Anne-Sylvie Mariéthoz
22 mars 2012
Notre choix vestimentaire est beaucoup plus étendu qu'aux temps de la Bible, mais la fonction de nos habits a-t-elle vraiment changé? Ils nous protègent comme une seconde peau et nous positionnent aussi socialement. Il en est ainsi depuis toujours et c'est l'un des aspects mis en évidence par une exposition à Fribourg. Visite en compagnie de l'administratrice du Musée Bible + Orient, Aline von Imhoff.
(Légende photo: Adam et Eve de Lucas Cranach)



Sitôt après avoir goûté au fruit défendu, Adam et Eve réalisent soudain leur nudité. Ils se couvrent de feuilles de figuier et Dieu lui-même leur fait don de tuniques de peau, avant de les chasser du jardin d'Eden. Toute l'ambivalence du vêtement est résumée là. Il nous cache et nous protège tout à la fois, accompagne nos premiers pas dans la civilisation. Il est emblématique de ce passage, marqué par la honte et la perte de l'innocence. S'habiller: un droit fondamental

"Même le plus pauvre d'entre les pauvres dans le Levant possède au moins un manteau", indique Aline von Imhoff. C'est la dernière chose qu'on puisse enlever à quelqu'un (et de nos jours, ne dit-on pas qu'on y a laissé "jusqu'à sa chemise"?). Les prophètes condamnent du reste fermement ceux qui prennent aux démunis ce dernier bien. "La nudité étant connotée de honte, l'habit garantit un minimum de dignité." Lorsqu'un personnage est nu, c'est parce qu'il est tombé dans un extrême dénuement (Job), parce qu'il est hors de lui, transporté par l'ivresse comme Noé, ou éperdu de chagrin, suite à un deuil.

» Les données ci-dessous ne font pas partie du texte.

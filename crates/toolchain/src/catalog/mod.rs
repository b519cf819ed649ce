//! Tool registry.
//!
//! A [`Catalog`] is an immutable, explicitly constructed table of
//! [`ToolDescriptor`]s keyed by name. The engine receives one at startup;
//! tests build their own with [`Catalog::builder`].
//!
//! # Built-in tools
//!
//! - [`builtin`] - the curated table shipped with getkit

pub mod builtin;

use crate::error::{Error, Result};
use crate::types::ToolDescriptor;
use std::collections::BTreeMap;

/// Immutable tool registry.
///
/// # Example
///
/// ```
/// use toolchain::{Catalog, ToolDescriptor};
/// use toolchain::template::Template;
///
/// let catalog = Catalog::builder()
///     .tool(
///         ToolDescriptor::new("kind", "kubernetes-sigs", "kind")
///             .binary_template(Template::new("{name}-{os}-amd64")),
///     )
///     .build()
///     .unwrap();
///
/// assert!(catalog.get("kind").is_ok());
/// assert!(catalog.get("Kind").is_err());
/// ```
#[derive(Debug, Clone, Default)]
pub struct Catalog {
    tools: BTreeMap<String, ToolDescriptor>,
}

impl Catalog {
    /// Start building a catalogue.
    #[must_use]
    pub fn builder() -> CatalogBuilder {
        CatalogBuilder::default()
    }

    /// The curated built-in catalogue.
    #[must_use]
    pub fn builtin() -> Self {
        let tools = builtin::tools()
            .into_iter()
            .map(|tool| (tool.name.clone(), tool))
            .collect();
        Self { tools }
    }

    /// Look a tool up by exact, case-sensitive name.
    ///
    /// # Errors
    ///
    /// Returns `Error::UnknownTool` with a suggestion when the name is not
    /// registered.
    pub fn get(&self, name: &str) -> Result<&ToolDescriptor> {
        self.tools.get(name).ok_or_else(|| Error::UnknownTool {
            name: name.to_string(),
            suggestion: self.suggest(name),
        })
    }

    /// Whether a tool is registered under exactly this name.
    #[must_use]
    pub fn contains(&self, name: &str) -> bool {
        self.tools.contains_key(name)
    }

    /// Tools sorted by name.
    pub fn iter(&self) -> impl Iterator<Item = &ToolDescriptor> {
        self.tools.values()
    }

    /// Number of registered tools.
    #[must_use]
    pub fn len(&self) -> usize {
        self.tools.len()
    }

    /// Whether the catalogue is empty.
    #[must_use]
    pub fn is_empty(&self) -> bool {
        self.tools.is_empty()
    }

    fn suggest(&self, name: &str) -> Option<String> {
        let lower = name.to_lowercase();
        if let Some(found) = self.tools.keys().find(|k| k.to_lowercase() == lower) {
            return Some(format!("did you mean '{found}'? Tool names are case-sensitive"));
        }

        let mut close = self
            .tools
            .keys()
            .filter(|k| !lower.is_empty() && (k.starts_with(&lower) || lower.starts_with(k.as_str())));
        if let Some(found) = close.next() {
            return Some(format!("did you mean '{found}'?"));
        }

        Some("run 'getkit list' to see the available tools".to_string())
    }
}

/// Builder for [`Catalog`].
#[derive(Debug, Default)]
pub struct CatalogBuilder {
    tools: Vec<ToolDescriptor>,
}

impl CatalogBuilder {
    /// Register a tool.
    #[must_use]
    pub fn tool(mut self, tool: ToolDescriptor) -> Self {
        self.tools.push(tool);
        self
    }

    /// Register several tools.
    #[must_use]
    pub fn tools(mut self, tools: impl IntoIterator<Item = ToolDescriptor>) -> Self {
        self.tools.extend(tools);
        self
    }

    /// Freeze the catalogue.
    ///
    /// # Errors
    ///
    /// Returns `Error::Config` for duplicate or empty names.
    pub fn build(self) -> Result<Catalog> {
        let mut tools = BTreeMap::new();
        for tool in self.tools {
            if tool.name.trim().is_empty() {
                return Err(Error::Config("tool with an empty name".to_string()));
            }
            if tools.contains_key(&tool.name) {
                return Err(Error::Config(format!("duplicate tool name '{}'", tool.name)));
            }
            tools.insert(tool.name.clone(), tool);
        }
        Ok(Catalog { tools })
    }
}
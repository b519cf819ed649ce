//! Environment configuration.
//!
//! # Environment Variables
//!
//! - `GETKIT_PROGRESS` - force the download progress bar on or off. Accepts
//!   `1 t T TRUE true True` and `0 f F FALSE false False`; anything else is
//!   an error. Takes precedence over the `--progress` flag.
//! - `GETKIT_HOME` - override the private directory (default `~/.getkit`).
//!   The stash lives in `<home>/bin`.

use crate::error::{Error, Result};
use std::path::PathBuf;

/// Environment variable forcing the progress bar on or off.
pub const ENV_PROGRESS: &str = "GETKIT_PROGRESS";

/// Environment variable overriding the private directory.
pub const ENV_HOME: &str = "GETKIT_HOME";

/// Parse a boolean using the accepted spellings.
#[must_use]
pub fn parse_bool(value: &str) -> Option<bool> {
    match value {
        "1" | "t" | "T" | "TRUE" | "true" | "True" => Some(true),
        "0" | "f" | "F" | "FALSE" | "false" | "False" => Some(false),
        _ => None,
    }
}

/// Progress override from `GETKIT_PROGRESS`, if set.
///
/// # Errors
///
/// Returns `Error::Config` when the variable is set to something that is
/// not a boolean.
pub fn progress_override() -> Result<Option<bool>> {
    progress_from(std::env::var(ENV_PROGRESS).ok().as_deref())
}

fn progress_from(value: Option<&str>) -> Result<Option<bool>> {
    match value {
        None => Ok(None),
        Some(raw) => parse_bool(raw).map(Some).ok_or_else(|| {
            Error::Config(format!("{ENV_PROGRESS}={raw:?} is not a boolean"))
        }),
    }
}

/// Whether to draw a progress bar: the environment override, else `flag`.
///
/// # Errors
///
/// Same as [`progress_override`].
pub fn effective_progress(flag: bool) -> Result<bool> {
    Ok(progress_override()?.unwrap_or(flag))
}

/// The private getkit directory.
///
/// Priority:
/// 1. `GETKIT_HOME` env var
/// 2. `~/.getkit`
///
/// # Errors
///
/// Returns `Error::Config` when no home directory can be determined.
pub fn home_dir() -> Result<PathBuf> {
    home_from(std::env::var(ENV_HOME).ok().as_deref())
}

fn home_from(value: Option<&str>) -> Result<PathBuf> {
    if let Some(dir) = value.map(str::trim).filter(|v| !v.is_empty()) {
        let path = expand_path(dir);
        log::debug!("Using home from {}: {}", ENV_HOME, path.display());
        return Ok(path);
    }

    dirs::home_dir()
        .map(|h| h.join(".getkit"))
        .ok_or_else(|| Error::Config("cannot determine home directory".to_string()))
}

/// Directory holding stashed binaries (`<home>/bin`).
///
/// # Errors
///
/// Same as [`home_dir`].
pub fn stash_dir() -> Result<PathBuf> {
    Ok(home_dir()?.join("bin"))
}

/// Where binaries go when no `--path` is given: the stash directory.
///
/// # Errors
///
/// Same as [`home_dir`].
pub fn default_install_dir() -> Result<PathBuf> {
    stash_dir()
}

/// Expand `~` and environment variables in a path.
///
/// Unknown variables are left as written.
#[must_use]
pub fn expand_path(path: &str) -> PathBuf {
    let expanded = shellexpand::full(path).unwrap_or(std::borrow::Cow::Borrowed(path));
    PathBuf::from(expanded.as_ref())
}

#[cfg(test)]
mod tests {
    use super::*;
    use std::env;

    #[test]
    fn test_parse_bool_spellings() {
        for yes in ["1", "t", "T", "TRUE", "true", "True"] {
            assert_eq!(parse_bool(yes), Some(true), "{yes}");
        }
        for no in ["0", "f", "F", "FALSE", "false", "False"] {
            assert_eq!(parse_bool(no), Some(false), "{no}");
        }
        for bad in ["", "yes", "no", "tRUE", "on", " true"] {
            assert_eq!(parse_bool(bad), None, "{bad}");
        }
    }

    #[test]
    fn test_progress_from() {
        assert_eq!(progress_from(None).unwrap(), None);
        assert_eq!(progress_from(Some("false")).unwrap(), Some(false));
        assert_eq!(progress_from(Some("1")).unwrap(), Some(true));

        let err = progress_from(Some("maybe")).unwrap_err();
        assert!(matches!(err, Error::Config(_)));
        assert!(err.to_string().contains(ENV_PROGRESS));
    }

    #[test]
    fn test_effective_progress_env_wins() {
        let original = env::var(ENV_PROGRESS).ok();
        // SAFETY: only this test touches GETKIT_PROGRESS
        unsafe { env::set_var(ENV_PROGRESS, "0") };
        let forced_off = effective_progress(true).unwrap();
        // SAFETY: see above
        unsafe { env::set_var(ENV_PROGRESS, "nope") };
        let invalid = effective_progress(true);
        match original {
            // SAFETY: see above
            Some(v) => unsafe { env::set_var(ENV_PROGRESS, v) },
            None => unsafe { env::remove_var(ENV_PROGRESS) },
        }

        assert!(!forced_off);
        assert!(invalid.is_err());
    }

    #[test]
    fn test_home_from_override() {
        assert_eq!(
            home_from(Some("/opt/getkit")).unwrap(),
            PathBuf::from("/opt/getkit")
        );
    }

    #[test]
    fn test_home_from_tilde() {
        let home = dirs::home_dir().unwrap();
        assert_eq!(home_from(Some("~/kit")).unwrap(), home.join("kit"));
    }

    #[test]
    fn test_home_default() {
        let home = dirs::home_dir().unwrap();
        assert_eq!(home_from(None).unwrap(), home.join(".getkit"));
        assert_eq!(home_from(Some("  ")).unwrap(), home.join(".getkit"));
    }

    #[test]
    fn test_stash_dir_is_under_home() {
        let stash = stash_dir().unwrap();
        assert!(stash.ends_with("bin"));
        assert_eq!(default_install_dir().unwrap(), stash);
    }

    #[test]
    fn test_expand_path() {
        assert_eq!(expand_path("/usr/local/bin"), PathBuf::from("/usr/local/bin"));
        assert_eq!(
            expand_path("$GETKIT_SURELY_UNSET_VAR/bin"),
            PathBuf::from("$GETKIT_SURELY_UNSET_VAR/bin")
        );
    }
}
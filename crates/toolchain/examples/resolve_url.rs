//! Example: Print download URLs without downloading anything
//!
//! Run with: cargo run -p toolchain --example resolve_url -- kubectl v1.30.2

use toolchain::{Client, InstallOptions};

const PLATFORMS: &[(&str, &str)] = &[
    ("linux", "x86_64"),
    ("linux", "aarch64"),
    ("darwin", "arm64"),
    ("mingw64_nt-10.0", "x86_64"),
];

fn main() {
    let mut args = std::env::args().skip(1);
    let name = args.next().unwrap_or_else(|| "kind".to_string());
    let version = args.next().unwrap_or_else(|| "v0.23.0".to_string());

    let client = Client::new();
    let tool = match client.tool(&name) {
        Ok(tool) => tool,
        Err(e) => {
            eprintln!("{e}");
            std::process::exit(1);
        }
    };

    println!("{} {}", tool.name, version);
    for (os, arch) in PLATFORMS {
        let options = InstallOptions::new().version(&version).os(*os).arch(*arch);
        match client.resolve_artifact(tool, &options) {
            Ok(artifact) => println!("  {os}/{arch}: {}", artifact.url),
            Err(e) => println!("  {os}/{arch}: {e}"),
        }
    }
}
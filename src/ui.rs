use colored::Colorize;

/// Print an info message
pub fn info(msg: &str) {
    println!("{} {}", "ℹ".blue(), msg);
}

/// Print a success message
pub fn success(msg: &str) {
    println!("{} {}", "✓".green(), msg);
}

/// Print an error message
pub fn error(msg: &str) {
    eprintln!("{} {}", "✗".red(), msg);
}

/// Print a dim/muted line on stderr
pub fn hint(msg: &str) {
    eprintln!("  {}", msg.dimmed());
}

/// Print a header/title
pub fn header(title: &str) {
    println!();
    println!("{}", title.bold());
    println!("{}", "─".repeat(title.chars().count()).dimmed());
}

/// Print a key-value pair
pub fn kv(key: &str, value: &str) {
    println!("  {}: {}", key.dimmed(), value);
}

/// Print a step indicator
pub fn step(num: usize, total: usize, msg: &str) {
    println!("{} {}", format!("[{num}/{total}]").blue().bold(), msg);
}

// ============================================================================
// Size Formatting
// ============================================================================

const KB: u64 = 1024;
const MB: u64 = KB * 1024;
const GB: u64 = MB * 1024;

/// Format bytes as human-readable size
pub fn format_size(bytes: u64) -> String {
    if bytes >= GB {
        format!("{:.1} GB", bytes as f64 / GB as f64)
    } else if bytes >= MB {
        format!("{:.1} MB", bytes as f64 / MB as f64)
    } else if bytes >= KB {
        format!("{:.1} KB", bytes as f64 / KB as f64)
    } else {
        format!("{bytes} B")
    }
}

/// Cut `text` to at most `max` characters, ending with `...` when cut.
pub fn truncate(text: &str, max: usize) -> String {
    if text.chars().count() <= max {
        text.to_string()
    } else if max <= 3 {
        "...".to_string()
    } else {
        let kept: String = text.chars().take(max - 3).collect();
        format!("{kept}...")
    }
}

// ============================================================================
// Tests
// ============================================================================
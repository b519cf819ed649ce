//! Archive extraction with path-traversal protection.
//!
//! Archives come from the internet, so every entry name is checked before
//! anything touches the filesystem: absolute paths, `..` components and
//! backslashes abort the extraction with [`Error::UnsafePath`]. The number
//! of bytes written for each file must match its header, otherwise the
//! extraction fails with [`Error::SizeMismatch`].

use crate::error::{Error, Result};
use flate2::read::GzDecoder;
use serde::Serialize;
use std::fs::{self, File};
use std::io::{self, Read, Seek, SeekFrom, Write};
use std::path::{Component, Path, PathBuf};
use std::time::{Duration, SystemTime, UNIX_EPOCH};

/// How a downloaded artifact must be unpacked.
#[derive(Debug, Clone, Copy, PartialEq, Eq, Hash, Serialize)]
#[serde(rename_all = "kebab-case")]
pub enum ArchiveKind {
    /// Gzip-compressed tarball (`.tar.gz`, `.tgz`).
    TarGz,
    /// Plain tarball (`.tar`).
    Tar,
    /// Zip archive (`.zip`).
    Zip,
    /// Single gzip-compressed file (`.gz`).
    Gzip,
    /// Bare binary.
    None,
}

impl ArchiveKind {
    /// Infer the kind from a file name suffix. Case-insensitive.
    #[must_use]
    pub fn from_file_name(name: &str) -> Self {
        let name = name.to_lowercase();
        if name.ends_with(".tar.gz") || name.ends_with(".tgz") {
            Self::TarGz
        } else if name.ends_with(".tar") {
            Self::Tar
        } else if name.ends_with(".zip") {
            Self::Zip
        } else if name.ends_with(".gz") {
            Self::Gzip
        } else {
            Self::None
        }
    }

    /// Whether the artifact needs unpacking.
    #[must_use]
    pub fn is_archive(&self) -> bool {
        !matches!(self, Self::None)
    }
}

/// Extract `src` into `dir` according to `kind`.
///
/// Returns the regular files that were written. For [`ArchiveKind::None`]
/// nothing is written and `src` itself is returned.
///
/// # Errors
///
/// Returns an `Archive`-category error for malformed or unsafe archives and
/// `Error::Io` when the target directory cannot be written.
pub fn extract(kind: ArchiveKind, src: &Path, dir: &Path, flat: bool) -> Result<Vec<PathBuf>> {
    log::debug!("Extracting {} ({kind:?}) into {}", src.display(), dir.display());

    let open = || File::open(src).map_err(|e| Error::io(src, e));
    match kind {
        ArchiveKind::TarGz => untar(open()?, dir, true, flat),
        ArchiveKind::Tar => untar(open()?, dir, false, flat),
        ArchiveKind::Zip => {
            let file = open()?;
            let size = file.metadata().map_err(|e| Error::io(src, e))?.len();
            unzip(file, size, dir)
        }
        ArchiveKind::Gzip => {
            let name = src
                .file_name()
                .map(|n| n.to_string_lossy().into_owned())
                .unwrap_or_default();
            let stem = name
                .strip_suffix(".gz")
                .or_else(|| name.strip_suffix(".GZ"))
                .unwrap_or(&name);
            fs::create_dir_all(dir).map_err(|e| Error::io(dir, e))?;
            let dest = dir.join(stem);
            gunzip(open()?, &dest)?;
            Ok(vec![dest])
        }
        ArchiveKind::None => Ok(vec![src.to_path_buf()]),
    }
}

/// Extract a tarball.
///
/// In flat mode only regular files are written, each under its base name
/// directly in `dir`. Otherwise directories are recreated and symlinks are
/// restored (unix only) when their target stays inside `dir`.
///
/// Modes are preserved. Modification times are preserved but never later
/// than the moment extraction started.
///
/// # Errors
///
/// - `Error::UnsafePath` for absolute, `..` or backslash entry names, or a
///   symlink pointing outside `dir`.
/// - `Error::SizeMismatch` when an entry is shorter than its header says.
/// - `Error::Archive` for corrupt input.
pub fn untar<R: Read>(reader: R, dir: &Path, gzip: bool, flat: bool) -> Result<Vec<PathBuf>> {
    let started = SystemTime::now();
    if gzip {
        untar_entries(GzDecoder::new(reader), dir, flat, started)
    } else {
        untar_entries(reader, dir, flat, started)
    }
}

fn untar_entries<R: Read>(
    reader: R,
    dir: &Path,
    flat: bool,
    started: SystemTime,
) -> Result<Vec<PathBuf>> {
    fs::create_dir_all(dir).map_err(|e| Error::io(dir, e))?;

    let mut archive = tar::Archive::new(reader);
    let mut written = Vec::new();

    for entry in archive.entries().map_err(corrupt)? {
        let mut entry = entry.map_err(corrupt)?;
        let name = String::from_utf8_lossy(&entry.path_bytes()).into_owned();
        let relative = safe_relative(&name)?;
        if relative.as_os_str().is_empty() {
            continue;
        }

        let entry_type = entry.header().entry_type();
        let mode = entry.header().mode().ok();
        let mtime = entry.header().mtime().ok();

        if entry_type.is_dir() {
            if !flat {
                let target = contained(dir, &relative, &name)?;
                fs::create_dir_all(&target).map_err(|e| Error::io(&target, e))?;
            }
            continue;
        }

        if entry_type.is_symlink() {
            if !flat {
                let link = entry.link_name_bytes().map(|b| String::from_utf8_lossy(&b).into_owned());
                restore_symlink(dir, &relative, &name, link.as_deref().unwrap_or_default())?;
            }
            continue;
        }

        if !entry_type.is_file() {
            log::debug!("Skipping {name} ({entry_type:?})");
            continue;
        }

        let target = if flat {
            match relative.file_name() {
                Some(base) => dir.join(base),
                None => continue,
            }
        } else {
            contained(dir, &relative, &name)?
        };

        let expected = entry.size();
        let file = write_entry(&mut entry, &target, &name, expected)?;
        finish_file(&file, &target, mode, mtime, started)?;
        written.push(target);
    }

    Ok(written)
}

/// Extract a zip archive.
///
/// `size` is the total archive length; it must match what the reader holds.
/// Directories are preserved and unix modes applied when recorded.
///
/// # Errors
///
/// Same as [`untar`], plus `Error::Archive` when `size` is wrong.
pub fn unzip<R: Read + Seek>(mut reader: R, size: u64, dir: &Path) -> Result<Vec<PathBuf>> {
    let actual = reader.seek(SeekFrom::End(0)).map_err(corrupt)?;
    if actual != size {
        return Err(Error::Archive(format!(
            "zip is {actual} bytes, expected {size}"
        )));
    }
    reader.seek(SeekFrom::Start(0)).map_err(corrupt)?;

    let started = SystemTime::now();
    let mut archive =
        zip::ZipArchive::new(reader).map_err(|e| Error::Archive(format!("failed to open zip: {e}")))?;

    fs::create_dir_all(dir).map_err(|e| Error::io(dir, e))?;
    let mut written = Vec::new();

    for i in 0..archive.len() {
        let mut file = archive
            .by_index(i)
            .map_err(|e| Error::Archive(format!("failed to read zip entry: {e}")))?;

        let name = file.name().to_string();
        let relative = safe_relative(&name)?;
        if relative.as_os_str().is_empty() {
            continue;
        }

        let target = contained(dir, &relative, &name)?;
        if file.is_dir() {
            fs::create_dir_all(&target).map_err(|e| Error::io(&target, e))?;
            continue;
        }

        let mode = file.unix_mode();
        let expected = file.size();
        let out = write_entry(&mut file, &target, &name, expected)?;
        finish_file(&out, &target, mode, None, started)?;
        written.push(target);
    }

    Ok(written)
}

/// Decompress a single gzip stream into `dest`.
///
/// # Errors
///
/// Returns `Error::Archive` for corrupt input.
pub fn gunzip<R: Read>(reader: R, dest: &Path) -> Result<u64> {
    let mut decoder = GzDecoder::new(reader);
    let mut out = File::create(dest).map_err(|e| Error::io(dest, e))?;
    copy_entry(&mut decoder, &mut out, dest)
}

/// Validate an entry name and turn it into a relative path.
///
/// Returns an empty path for entries naming the archive root (`./`).
fn safe_relative(name: &str) -> Result<PathBuf> {
    let unsafe_path = || Error::UnsafePath {
        entry: name.to_string(),
    };

    if name.contains('\\') || name.starts_with('/') {
        return Err(unsafe_path());
    }

    let mut relative = PathBuf::new();
    for component in Path::new(name).components() {
        match component {
            Component::Normal(part) => relative.push(part),
            Component::CurDir => {}
            Component::ParentDir | Component::RootDir | Component::Prefix(_) => {
                return Err(unsafe_path());
            }
        }
    }
    Ok(relative)
}

/// Join `relative` onto `dir`, refusing any path whose parent directories
/// include a symlink already present under `dir`.
fn contained(dir: &Path, relative: &Path, name: &str) -> Result<PathBuf> {
    let mut current = dir.to_path_buf();
    let mut parts = relative.components().peekable();
    while let Some(part) = parts.next() {
        current.push(part);
        if parts.peek().is_some() && is_symlink(&current) {
            return Err(Error::UnsafePath {
                entry: name.to_string(),
            });
        }
    }
    Ok(current)
}

fn is_symlink(path: &Path) -> bool {
    path.symlink_metadata().is_ok_and(|m| m.file_type().is_symlink())
}

/// Whether a symlink at `relative` pointing to `target` stays inside the
/// extraction root.
///
/// The target is walked lexically from the link's directory. Passing through
/// a symlink that already exists under `dir` is refused, since its real
/// location is not what the lexical walk assumes.
fn link_stays_inside(dir: &Path, relative: &Path, target: &str) -> bool {
    if target.is_empty() || target.starts_with('/') || target.contains('\\') {
        return false;
    }

    let mut current: Vec<Component<'_>> = relative.components().collect();
    current.pop();
    for component in Path::new(target).components() {
        match component {
            Component::Normal(_) => {
                current.push(component);
                if is_symlink(&dir.join(current.iter().collect::<PathBuf>())) {
                    return false;
                }
            }
            Component::CurDir => {}
            Component::ParentDir => {
                if current.pop().is_none() {
                    return false;
                }
            }
            Component::RootDir | Component::Prefix(_) => return false,
        }
    }
    true
}

fn restore_symlink(dir: &Path, relative: &Path, name: &str, target: &str) -> Result<()> {
    let link = contained(dir, relative, name)?;
    if !link_stays_inside(dir, relative, target) {
        return Err(Error::UnsafePath {
            entry: format!("{name} -> {target}"),
        });
    }

    if let Some(parent) = link.parent() {
        fs::create_dir_all(parent).map_err(|e| Error::io(parent, e))?;
    }

    #[cfg(unix)]
    {
        if link.symlink_metadata().is_ok() {
            fs::remove_file(&link).map_err(|e| Error::io(&link, e))?;
        }
        std::os::unix::fs::symlink(target, &link).map_err(|e| Error::io(&link, e))?;
    }

    #[cfg(not(unix))]
    log::debug!("Skipping symlink {name} -> {target}");

    Ok(())
}

fn write_entry(reader: &mut dyn Read, target: &Path, name: &str, expected: u64) -> Result<File> {
    if let Some(parent) = target.parent() {
        fs::create_dir_all(parent).map_err(|e| Error::io(parent, e))?;
    }

    // Never write through a link left by an earlier entry
    if is_symlink(target) {
        fs::remove_file(target).map_err(|e| Error::io(target, e))?;
    }

    let mut file = File::create(target).map_err(|e| Error::io(target, e))?;
    let actual = copy_entry(reader, &mut file, target)?;
    if actual != expected {
        return Err(Error::SizeMismatch {
            entry: name.to_string(),
            expected,
            actual,
        });
    }
    Ok(file)
}

/// Copy an entry body; read failures mean a corrupt archive.
fn copy_entry(reader: &mut dyn Read, out: &mut File, target: &Path) -> Result<u64> {
    let mut buf = [0u8; 16 * 1024];
    let mut total = 0u64;
    loop {
        let n = match reader.read(&mut buf) {
            Ok(0) => break,
            Ok(n) => n,
            Err(e) if e.kind() == io::ErrorKind::Interrupted => continue,
            Err(e) => return Err(corrupt(e)),
        };
        out.write_all(&buf[..n]).map_err(|e| Error::io(target, e))?;
        total += n as u64;
    }
    out.flush().map_err(|e| Error::io(target, e))?;
    Ok(total)
}

fn finish_file(
    file: &File,
    target: &Path,
    mode: Option<u32>,
    mtime: Option<u64>,
    started: SystemTime,
) -> Result<()> {
    #[cfg(unix)]
    if let Some(mode) = mode {
        use std::os::unix::fs::PermissionsExt;
        file.set_permissions(fs::Permissions::from_mode(mode & 0o777))
            .map_err(|e| Error::io(target, e))?;
    }
    #[cfg(not(unix))]
    let _ = mode;

    if let Some(secs) = mtime {
        let modified = (UNIX_EPOCH + Duration::from_secs(secs)).min(started);
        file.set_modified(modified).map_err(|e| Error::io(target, e))?;
    }
    Ok(())
}

fn corrupt(err: io::Error) -> Error {
    Error::Archive(err.to_string())
}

"La Bible contient aussi de nombreux extraits où le vêtement symbolise le statut social, la prospérité, l'appartenance, etc.", relève Aline von Imhoff. L'histoire où il joue le rôle le plus central est certainement celle de Joseph. La tunique du dernier né de Jacob déclenche les passions en focalisant sur lui la haine de ses frères, puis joue un rôle clé dans son exceptionnel destin. Mais à quoi pouvait-elle bien ressembler?

Reconstitutions

Vu leur fragilité, les tissus traversent rarement les siècles. La Bible quant à elle, est plutôt avare de détails sur ces aspects. Il existe cependant tout un corpus de textes administratifs, découverts lors de fouilles, qui renseignent à leur sujet et les collections du Musée ont de riches sources iconographiques, "notamment les sceaux-cylindres, dont nous possédons une importante collection", explique Aline von Imhoff.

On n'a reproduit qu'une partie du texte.